Le 2 octobre 2012, M. Lacker est ainsi appelé au téléphone par la firme de conseils en investissements Medley Global Advisors. Selon le document publié mardi par son avocat, le président de la Fed de Richmond aurait réalisé au cours de cette conversation que son interlocuteur était au courant que la banque centrale était sur le point de décider une nouvelle vague de rachats d’actifs pour soutenir l’économie américaine. Mais au lieu de couper court à l’échange, M. Lacker a accepté de commenter les informations, donnant ainsi l’impression qu’il confirmait ou qu’il connaissait lui-même les éléments qui étaient évoqués. Facteur aggravant, au cours d’une enquête menée en interne à la Fed en 2012 sur d’éventuelles fuites, il avait omis de parler de cette conversation.

De fait, la note envoyée par Medley Global Advisors à ses clients donnait des détails que seul un initié pouvait connaître à ce moment précis. Son auteur, Regina Schleiger, indiquait ainsi que certains membres du FOMC étaient restés au-delà de minuit pour préparer la réunion où la question des rachats d’actifs a été discutée. Au-delà de l’enquête interne de la Fed, le Federal Bureau of Investigation (FBI) et la Commodity Futures Trading Commission (CFTC), l’agence fédérale chargée de la régulation du marché des matières premières, avaient également lancé des investigations.

« J’ai franchi la ligne »

« Je m’excuse auprès de mes collègues et du public, que j’ai eu le privilège de servir », déclare M. Lacker dans un communiqué.

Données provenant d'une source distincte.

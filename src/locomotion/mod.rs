//! Two-state (grounded / airborne) arcade locomotion driven by an external
//! rigidbody integrator.

pub mod airborne;
pub mod charge;
pub mod controller;
pub mod grounded;
pub mod sensor;

use glam::{Quat, Vec3};

use crate::config::LocomotionConfig;
use crate::engine::input::PlayerInputs;
use crate::math::{euler_deg, to_euler_deg, FORWARD};
use crate::stats::StatMultipliers;

pub use airborne::AirborneData;
pub use charge::ChargeState;
pub use controller::{LocomotionKind, LocomotionState, PlayerController, TickOutput};
pub use grounded::GroundedData;
pub use sensor::{is_surface_climbable, GroundProbe, GroundQuery, GroundSensor, RayHit};

/// Motion intent owned by one controller and advanced once per fixed tick.
#[derive(Debug, Clone, PartialEq)]
pub struct MotionState {
    pub speed: f32,
    /// Travel heading. Its length may exceed 1 between ticks; it is
    /// normalized before use.
    pub velocity_direction: Vec3,
    pub gravity_speed: f32,
    pub horizontal_rotation: Quat,
    pub vertical_rotation: Quat,
    pub roll_rotation: Quat,
    pub final_rotation: Quat,
    /// `final_rotation * FORWARD`, cached after each rotation update.
    pub forward: Vec3,
    /// Extra force added by charging while airborne; consumed each tick.
    pub charge_force: Vec3,
}

impl MotionState {
    /// Facing `yaw_degrees` around up, level.
    pub fn new(yaw_degrees: f32) -> Self {
        let horizontal_rotation = euler_deg(0.0, yaw_degrees, 0.0);
        Self {
            speed: 0.0,
            velocity_direction: Vec3::ZERO,
            gravity_speed: 0.0,
            horizontal_rotation,
            vertical_rotation: Quat::IDENTITY,
            roll_rotation: Quat::IDENTITY,
            final_rotation: horizontal_rotation,
            forward: horizontal_rotation * FORWARD,
            charge_force: Vec3::ZERO,
        }
    }

    pub fn enter_grounded(&mut self) {
        self.gravity_speed = 0.0;
        self.velocity_direction = Vec3::ZERO;
        self.vertical_rotation = Quat::IDENTITY;
    }

    /// Split the current mesh orientation into pitch and roll so the
    /// airborne controls continue from the pose the player left the ground in.
    pub fn enter_airborne(&mut self) {
        let euler = to_euler_deg(self.final_rotation);
        self.vertical_rotation = euler_deg(euler.x, 0.0, 0.0);
        self.roll_rotation = euler_deg(0.0, 0.0, euler.z);
        self.gravity_speed = 0.0;
        self.velocity_direction = Vec3::ZERO;
    }
}

impl Default for MotionState {
    fn default() -> Self {
        Self::new(0.0)
    }
}

/// Read-only inputs shared by every step of one tick.
pub struct TickContext<'a> {
    pub config: &'a LocomotionConfig,
    pub multipliers: &'a StatMultipliers,
    pub input: &'a PlayerInputs,
    pub dt: f32,
}

/// Nominal ground top speed after stat scaling.
pub fn max_ground_speed(config: &LocomotionConfig, multipliers: &StatMultipliers) -> f32 {
    config.max_forward_ground_speed * multipliers.weight_speed * multipliers.top_speed
}
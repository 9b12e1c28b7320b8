use hecs::{Entity, World};
use log::info;

use crate::components::{Controller, LocalTransform, Pickup, Player};
use crate::stats::StatType;

/// A collected pickup.
#[derive(Debug, Clone, Copy, PartialEq)]
pub struct Collected {
    pub pickup: Entity,
    pub player: Entity,
    pub stat_type: StatType,
}

/// Each pickup goes to the closest player inside its radius, measured from
/// the pickup, so one pickup never feeds two players. The stats go through
/// the controller's stat hook and the pickup is despawned.
pub fn pickup_system(world: &mut World) -> Vec<Collected> {
    let players: Vec<(Entity, glam::Vec3)> = world
        .query::<(&Player, &LocalTransform)>()
        .iter()
        .map(|(e, (_, local))| (e, local.position))
        .collect();

    let collected: Vec<Collected> = world
        .query::<(&Pickup, &LocalTransform)>()
        .iter()
        .filter_map(|(pickup_entity, (pickup, local))| {
            players
                .iter()
                .map(|&(player, position)| (player, position.distance(local.position)))
                .filter(|&(_, distance)| distance <= pickup.radius)
                .min_by(|a, b| a.1.total_cmp(&b.1))
                .map(|(player, _)| Collected {
                    pickup: pickup_entity,
                    player,
                    stat_type: pickup.stat_type,
                })
        })
        .collect();

    for event in &collected {
        if let Ok(mut controller) = world.get::<&mut Controller>(event.player) {
            controller.0.add_stats(event.stat_type.pickup_stats());
            info!(
                "Player {:?} picked up {:?}; stats now {:?}",
                event.player,
                event.stat_type,
                controller.0.stats()
            );
        }
        let _ = world.despawn(event.pickup);
    }

    collected
}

« Je me suis toujours efforcé de maintenir l’équilibre adéquat entre la transparence et la confidentialité, mais je regrette que, dans ce cas, j’ai franchi la ligne pour confirmer des informations qui auraient dû rester confidentielles. »

Le président de la Fed de Richmond explique que ce n’est qu’en lisant la note de l’analyste qu’il a réalisé son faux pas. « Vu la nature sensible et confidentielle de l’information, j’aurais dû refuser de faire un commentaire et peut-être dû couper court à la conversation téléphonique », a-t-il ajouté.

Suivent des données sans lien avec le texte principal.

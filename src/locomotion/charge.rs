use glam::Vec3;

use crate::config::LocomotionConfig;
use crate::math::{move_towards, FORWARD, UP};
use crate::timer::Timer;
use crate::ui::ChargeGauge;

use super::{MotionState, TickContext};

/// Releasing a charge only boosts while speed is at most this multiple of the
/// nominal ground top speed.
const BOOST_SPEED_LIMIT: f32 = 1.5;

/// Hold-to-charge, release-to-boost, overhold-to-burn-out.
///
/// While grounded the charge fills with input and, once full, an expiration
/// window starts. Outlasting that window burns the charge out: the ratio drops
/// to zero and nothing can charge until the burnout window has passed.
#[derive(Debug, Clone, PartialEq)]
pub struct ChargeState {
    pub charge_timer: Timer,
    pub expiration_timer: Timer,
    pub burnout_timer: Timer,
    pub ratio: f32,
}

impl ChargeState {
    pub fn new(config: &LocomotionConfig) -> Self {
        Self {
            charge_timer: Timer::new(config.charge_time),
            expiration_timer: Timer::new(config.charge_expiration_time),
            burnout_timer: Timer::new(config.charge_burnout_time),
            ratio: 0.0,
        }
    }

    fn reset_timers(&mut self) {
        self.charge_timer.reset();
        self.expiration_timer.reset();
        self.burnout_timer.reset();
    }

    pub fn burnout_active(&self) -> bool {
        self.expiration_timer.expired()
    }

    pub fn gauge(&self) -> ChargeGauge {
        if self.burnout_active() {
            ChargeGauge {
                fill_ratio: 1.0 - self.burnout_timer.ratio(),
                expiration_ratio: 0.0,
                burnout_active: true,
            }
        } else {
            ChargeGauge {
                fill_ratio: self.charge_timer.ratio(),
                expiration_ratio: self.expiration_timer.ratio(),
                burnout_active: false,
            }
        }
    }

    /// Grounded overlay. `acceleration` is the forward acceleration already
    /// added this tick and `max_speed` the nominal ground top speed.
    pub fn apply_grounded(
        &mut self,
        motion: &mut MotionState,
        acceleration: f32,
        max_speed: f32,
        ctx: &TickContext,
    ) {
        let config = ctx.config;
        let multipliers = ctx.multipliers;
        let charging = ctx.input.is_charging;
        let horizontal_direction = motion.horizontal_rotation * FORWARD;

        if charging {
            // Charging cancels this tick's acceleration and brakes, less so
            // while the heading and travel direction disagree.
            motion.speed -= acceleration;
            let alignment = horizontal_direction
                .normalize_or_zero()
                .dot(motion.velocity_direction.normalize_or_zero())
                .clamp(0.0, 1.0);
            let stop_on_turn = 1.0
                + config.charge_time_to_stop_when_turning_percentage_denominator * (1.0 - alignment);
            let max_delta =
                acceleration * config.ground_break_speed / stop_on_turn * multipliers.weight_charge;
            motion.speed = move_towards(motion.speed, 0.0, max_delta);
        } else if self.ratio != 0.0 {
            let boost = config.boost_speed * self.ratio.clamp(0.0, 1.0) * multipliers.boost;
            if motion.speed <= max_speed * BOOST_SPEED_LIMIT {
                motion.speed += boost;
            }
            motion.velocity_direction = horizontal_direction;
        }

        if charging && !self.expiration_timer.expired() {
            self.charge_timer += ctx.dt * multipliers.charge;
            self.ratio = self.charge_timer.ratio();
            if self.charge_timer.expired() {
                self.expiration_timer += ctx.dt;
            }
        } else if self.ratio != 0.0 {
            self.ratio = 0.0;
            self.reset_timers();
        }

        if self.expiration_timer.expired() {
            self.ratio = 0.0;
            self.burnout_timer += ctx.dt;
            if self.burnout_timer.expired() {
                self.reset_timers();
            }
        }
    }

    /// Airborne overlay: charging dives instead of braking, and the charge
    /// fills slowly on its own without ever expiring.
    pub fn apply_airborne(&mut self, motion: &mut MotionState, ctx: &TickContext) {
        if ctx.input.is_charging {
            motion.charge_force = airborne_charge_force(motion.speed, ctx.config.gravity_scale);
        }

        self.charge_timer += ctx.config.passive_air_charge_gain * ctx.dt;
        self.ratio = self.charge_timer.ratio();
        self.expiration_timer.reset();
    }
}

/// Downward pull charging applies while airborne.
pub fn airborne_charge_force(speed: f32, gravity_scale: f32) -> Vec3 {
    -UP * speed + -UP * gravity_scale * 2.0
}
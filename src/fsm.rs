/// Minimal finite-state-machine container.
///
/// `S` is the state type (an enum whose variants may carry per-state data).
/// The machine tracks the current state, the previous state, and how long it
/// has been in the current state. Transition rules live with the code that
/// drives it (see `locomotion::controller`), as do enter/exit hooks.
///
/// # Usage
/// ```
/// use kartflight::fsm::StateMachine;
///
/// #[derive(Clone, Debug)]
/// enum Mode { Idle, Moving(f32) }
///
/// let mut fsm = StateMachine::new(Mode::Idle);
/// assert!(fsm.go(Mode::Moving(1.0)));
/// assert!(!fsm.go(Mode::Moving(2.0))); // same variant: no-op
/// fsm.tick(0.02);
/// assert!(!fsm.just_entered());
/// ```
#[derive(Debug, Clone)]
pub struct StateMachine<S: Clone> {
    pub state: S,
    pub previous: S,
    /// Seconds spent in the current state. Reset to 0.0 on each transition.
    pub elapsed: f32,
    entered_this_tick: bool,
}

impl<S: Clone> StateMachine<S> {
    /// Create a new machine starting in `initial`.
    /// `just_entered()` returns `true` until the first tick.
    pub fn new(initial: S) -> Self {
        Self {
            previous: initial.clone(),
            state: initial,
            elapsed: 0.0,
            entered_this_tick: true,
        }
    }

    /// Transition to `next` only if it is a **different variant** from the
    /// current state (compared by discriminant, so variant data is ignored).
    /// Returns whether a transition happened.
    pub fn go(&mut self, next: S) -> bool {
        if std::mem::discriminant(&self.state) == std::mem::discriminant(&next) {
            return false;
        }
        self.previous = std::mem::replace(&mut self.state, next);
        self.elapsed = 0.0;
        self.entered_this_tick = true;
        true
    }

    /// Advance the elapsed-in-state timer by `dt` seconds and clear the
    /// `just_entered` flag. Call once per fixed tick **after** transitions.
    pub fn tick(&mut self, dt: f32) {
        self.elapsed += dt;
        self.entered_this_tick = false;
    }

    /// `true` only between a transition and the next `tick`.
    pub fn just_entered(&self) -> bool {
        self.entered_this_tick
    }
}
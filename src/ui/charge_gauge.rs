use log::info;
use serde::Serialize;

/// Values the charge meter presentation layer renders each tick.
#[derive(Debug, Clone, Copy, Default, PartialEq, Serialize)]
pub struct ChargeGauge {
    /// Meter fill: charge progress, or remaining burnout while burnt out.
    pub fill_ratio: f32,
    /// How long full charge has been held; `0` once burnout starts.
    pub expiration_ratio: f32,
    pub burnout_active: bool,
}

/// Optional presentation sink a controller pushes its gauge to once per tick.
pub trait ChargeGaugeSink {
    fn present(&mut self, gauge: &ChargeGauge);
}

/// Headless meter: keeps the latest gauge and logs burnout edges.
#[derive(Debug, Default)]
pub struct ChargeHud {
    label: String,
    last: ChargeGauge,
    burnouts: u32,
}

impl ChargeHud {
    pub fn new(label: impl Into<String>) -> Self {
        Self {
            label: label.into(),
            ..Self::default()
        }
    }

    pub fn last(&self) -> ChargeGauge {
        self.last
    }

    pub fn burnouts(&self) -> u32 {
        self.burnouts
    }
}

impl ChargeGaugeSink for ChargeHud {
    fn present(&mut self, gauge: &ChargeGauge) {
        if gauge.burnout_active && !self.last.burnout_active {
            self.burnouts += 1;
            info!("[{}] charge burnt out", self.label);
        } else if !gauge.burnout_active && self.last.burnout_active {
            info!("[{}] burnout recovered", self.label);
        }
        self.last = *gauge;
    }
}

#[cfg(test)]
mod tests {
    use super::*;

    #[test]
    fn counts_burnout_edges_once() {
        let mut hud = ChargeHud::new("p0");
        let burnt = ChargeGauge {
            fill_ratio: 1.0,
            expiration_ratio: 0.0,
            burnout_active: true,
        };
        hud.present(&burnt);
        hud.present(&burnt);
        assert_eq!(hud.burnouts(), 1);
        hud.present(&ChargeGauge::default());
        assert!(!hud.last().burnout_active);
    }
}
use glam::{Vec2, Vec3};
use hecs::{Entity, World};

use crate::components::BoxSpawner;
use crate::locomotion::PlayerController;
use crate::math::euler_deg;
use crate::scene::prefabs::{
    spawn_box_spawner, spawn_ground, spawn_pickup, spawn_player, spawn_ramp, spawn_static_box,
};
use crate::stats::StatType;

/// Where the player is dropped from.
pub const PLAYER_SPAWN: Vec3 = Vec3::new(0.0, 6.0, 0.0);

/// Build the test track: a floor, a ramp up onto a raised deck, a line of
/// pickups along the straight and a box spawner over the run-up to the ramp.
/// Returns the player entity.
pub fn load_test_scene(world: &mut World, slot: usize, controller: PlayerController) -> Entity {
    spawn_ground(world);

    // 20 degree ramp whose top edge meets the deck.
    spawn_ramp(
        world,
        Vec3::new(0.0, 1.7, 40.0),
        Vec3::new(4.0, 0.25, 5.0),
        euler_deg(-20.0, 0.0, 0.0),
    );
    spawn_static_box(world, Vec3::new(0.0, 1.75, 55.0), Vec3::new(6.0, 1.75, 10.5));

    let pickups = [
        StatType::TopSpeed,
        StatType::Glide,
        StatType::Boost,
        StatType::All,
    ];
    for (i, &stat_type) in pickups.iter().enumerate() {
        spawn_pickup(world, Vec3::new(0.0, 3.0, 8.0 + 6.0 * i as f32), stat_type);
    }

    spawn_box_spawner(world, BoxSpawner::new(Vec3::new(0.0, 12.0, 30.0), Vec2::new(6.0, 10.0)));

    spawn_player(world, PLAYER_SPAWN, slot, controller)
}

Cette affaire précipite la fin de carrière de M. Lacker, 61 ans, dont le mandat prenait fin de toutes les façons le 1er octobre prochain. Il a passé vingt-huit ans à la Fed de Richmond, dont treize ans en tant que président. Il était considéré comme un « faucon », c’est-à-dire comme un partisan d’une politique monétaire favorable à une remontée des taux d’intérêt précoce pour contenir l’inflation.

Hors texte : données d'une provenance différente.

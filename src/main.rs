use std::path::PathBuf;

use anyhow::{Context, Result};
use clap::Parser;
use glam::{Vec2, Vec3};
use hecs::World;
use log::{info, LevelFilter};
use rand::SeedableRng;
use rand_chacha::ChaCha12Rng;
use simple_logger::SimpleLogger;

use kartflight::components::{Controller, LocalTransform, Velocity};
use kartflight::engine::time::FixedTimestep;
use kartflight::recording::{Recorder, TickRecord};
use kartflight::scene::test_scene::load_test_scene;
use kartflight::systems::{
    box_break_system, box_spawner_system, locomotion_system, physics_step, pickup_system, settle_falling,
    StaticGeometry, PHYSICS_DT,
};
use kartflight::ui::ChargeHud;
use kartflight::{InputEvent, InputRouter, LocomotionConfig, PlayerController, PlayerStats};

/// Render frame length the headless loop pretends to run at.
const FRAME_DT: f32 = 1.0 / 60.0;

#[derive(Parser)]
#[command(name = "kartflight", about = "Headless kart/flight locomotion simulation")]
struct Args {
    /// Simulated seconds to run
    #[arg(long, default_value_t = 10.0)]
    seconds: f32,

    /// Locomotion tuning file (TOML); defaults apply to missing fields
    #[arg(long)]
    config: Option<PathBuf>,

    /// Constant steering input, -1 (left) to 1 (right)
    #[arg(long, default_value_t = 0.0, allow_hyphen_values = true)]
    steer: f32,

    /// Constant pitch input while airborne, -1 (climb) to 1 (dive)
    #[arg(long, default_value_t = 0.0, allow_hyphen_values = true)]
    pitch: f32,

    /// Start holding charge at this time (seconds)
    #[arg(long)]
    charge_at: Option<f32>,

    /// Release charge at this time (seconds)
    #[arg(long)]
    release_at: Option<f32>,

    /// Starting weight stat
    #[arg(long, default_value_t = 2, allow_hyphen_values = true)]
    weight: i32,

    /// Starting top speed stat
    #[arg(long, default_value_t = 2, allow_hyphen_values = true)]
    top_speed: i32,

    /// Starting glide stat
    #[arg(long, default_value_t = 2, allow_hyphen_values = true)]
    glide: i32,

    /// Seed for box drops and box contents
    #[arg(long, default_value_t = 1)]
    seed: u64,

    /// Write per-tick JSON-lines telemetry to this file
    #[arg(long)]
    record: Option<PathBuf>,

    /// Log level (error, warn, info, debug, trace)
    #[arg(long, default_value = "info")]
    log_level: LevelFilter,
}

impl Args {
    fn charging_at(&self, time: f32) -> bool {
        match (self.charge_at, self.release_at) {
            (Some(start), Some(end)) => time >= start && time < end,
            (Some(start), None) => time >= start,
            _ => false,
        }
    }
}

fn main() -> Result<()> {
    let args = Args::parse();
    SimpleLogger::new().with_level(args.log_level).init()?;

    let config = match &args.config {
        Some(path) => LocomotionConfig::load(path)
            .with_context(|| format!("loading config {}", path.display()))?,
        None => LocomotionConfig::default(),
    };

    let mut stats = PlayerStats::neutral();
    stats.set_weight(args.weight);
    stats.set_top_speed(args.top_speed);
    stats.set_glide(args.glide);

    let mut router = InputRouter::new();
    let slot = router.join(false);

    let controller = PlayerController::new(config, stats, 0.0).with_gauge_sink(Box::new(ChargeHud::new(format!("p{slot}"))));
    let mut world = World::new();
    let player = load_test_scene(&mut world, slot, controller);
    let geometry = StaticGeometry::collect(&world);
    info!("Scene loaded: {} static colliders", geometry.len());

    let mut recorder = match &args.record {
        Some(path) => Some(
            Recorder::create(path).with_context(|| format!("creating telemetry file {}", path.display()))?,
        ),
        None => None,
    };

    let mut rng = ChaCha12Rng::seed_from_u64(args.seed);
    let mut timestep = FixedTimestep::new(PHYSICS_DT);
    let mut tick: u64 = 0;
    let mut time = 0.0_f32;
    let mut collected = 0;
    let mut boxes_broken = 0;

    info!("Simulating {:.1}s at {:.0} Hz", args.seconds, 1.0 / PHYSICS_DT);
    while time < args.seconds {
        for _ in 0..timestep.advance(FRAME_DT) {
            router.dispatch(slot, InputEvent::Move(Vec2::new(args.steer, -args.pitch)));
            let charge = if args.charging_at(time) { 1.0 } else { 0.0 };
            router.dispatch(slot, InputEvent::Charge(charge));

            locomotion_system(&mut world, &geometry, &router, PHYSICS_DT);
            let contacts = physics_step(&mut world, &geometry, PHYSICS_DT);
            settle_falling(&mut world, &contacts);
            box_spawner_system(&mut world, &mut rng, PHYSICS_DT);
            boxes_broken += box_break_system(&mut world, &mut rng).len();
            collected += pickup_system(&mut world).len();

            if let Some(recorder) = recorder.as_mut() {
                let position = world.get::<&LocalTransform>(player)?.position;
                let velocity = world.get::<&Velocity>(player).map_or(Vec3::ZERO, |v| v.0);
                let controller = world.get::<&Controller>(player)?;
                recorder.record(&TickRecord::capture(tick, time, &controller.0, position, velocity))?;
            }

            tick += 1;
            time += PHYSICS_DT;
        }
    }

    let position = world.get::<&LocalTransform>(player)?.position;
    let controller = world.get::<&Controller>(player)?;
    info!(
        "Done after {} ticks: {:?} at {:?}, speed {:.1}, {} boxes broken, {} pickups, stats {:?}",
        tick,
        controller.0.kind(),
        position,
        controller.0.motion().speed,
        boxes_broken,
        collected,
        controller.0.stats()
    );

    if let Some(recorder) = recorder {
        let records = recorder.records();
        recorder.finish()?;
        info!("Wrote {} telemetry records", records);
    }
    Ok(())
}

La Fed de Richmond a indiqué que ce serait son vice-président, Mark Mullinix, qui assurerait l’intérim de M. Lacker en attendant de lui trouver un successeur. « Nous attendons de chaque employé qu’il respecte toutes les politiques et procédures pertinentes, ainsi que nos règles de conduite, explique la Fed de Richmond dans un communiqué. Une fois que le conseil d’administration de notre banque a appris le résultat des enquêtes gouvernementales, il a pris les mesures appropriées », ajoute-t-il.

Sans précédent

Il s’agit d’une affaire sans précédent pour l’institution créée en 1913. Certes, le président de la Fed de New York, Steven Friedman, avait dû démissionner de son poste en 2009, mais il s’agissait d’une affaire de conflits d’intérêt suite à des ordres en Bourse qu’il avait passé sur des actions de la banque d’affaires Goldman Sachs.

Concernant la politique de confidentialité, la Fed avait pris en 2011 des dispositions pour limiter les contacts entre les membres du FOMC et les analystes afin justement de ne pas prendre le risque de diffuser des informations confidentielles.

M. Lacker n’était plus que membre suppléant du FOMC. Mais son successeur sera de nouveau membre à part entière du Comité dès 2018. Celui-ci fait actuellement l’objet d’un renouvellement sans précédent. Daniel Tarullo a en effet annoncé en février son départ. Deux autres postes n’ont toujours pas été pourvus, après le refus, fin 2016, du Sénat à majorité républicaine d’avaliser les deux candidats proposés par Barack Obama. Enfin le vice-président de la Fed, Stanley Fischer, doit quitter son poste en juin 2018, tandis que M. Trump a laissé entendre qu’il ne renouvellerait pas le mandat de Mme Yellen, qui, lui aussi, arrive à échéance en 2018.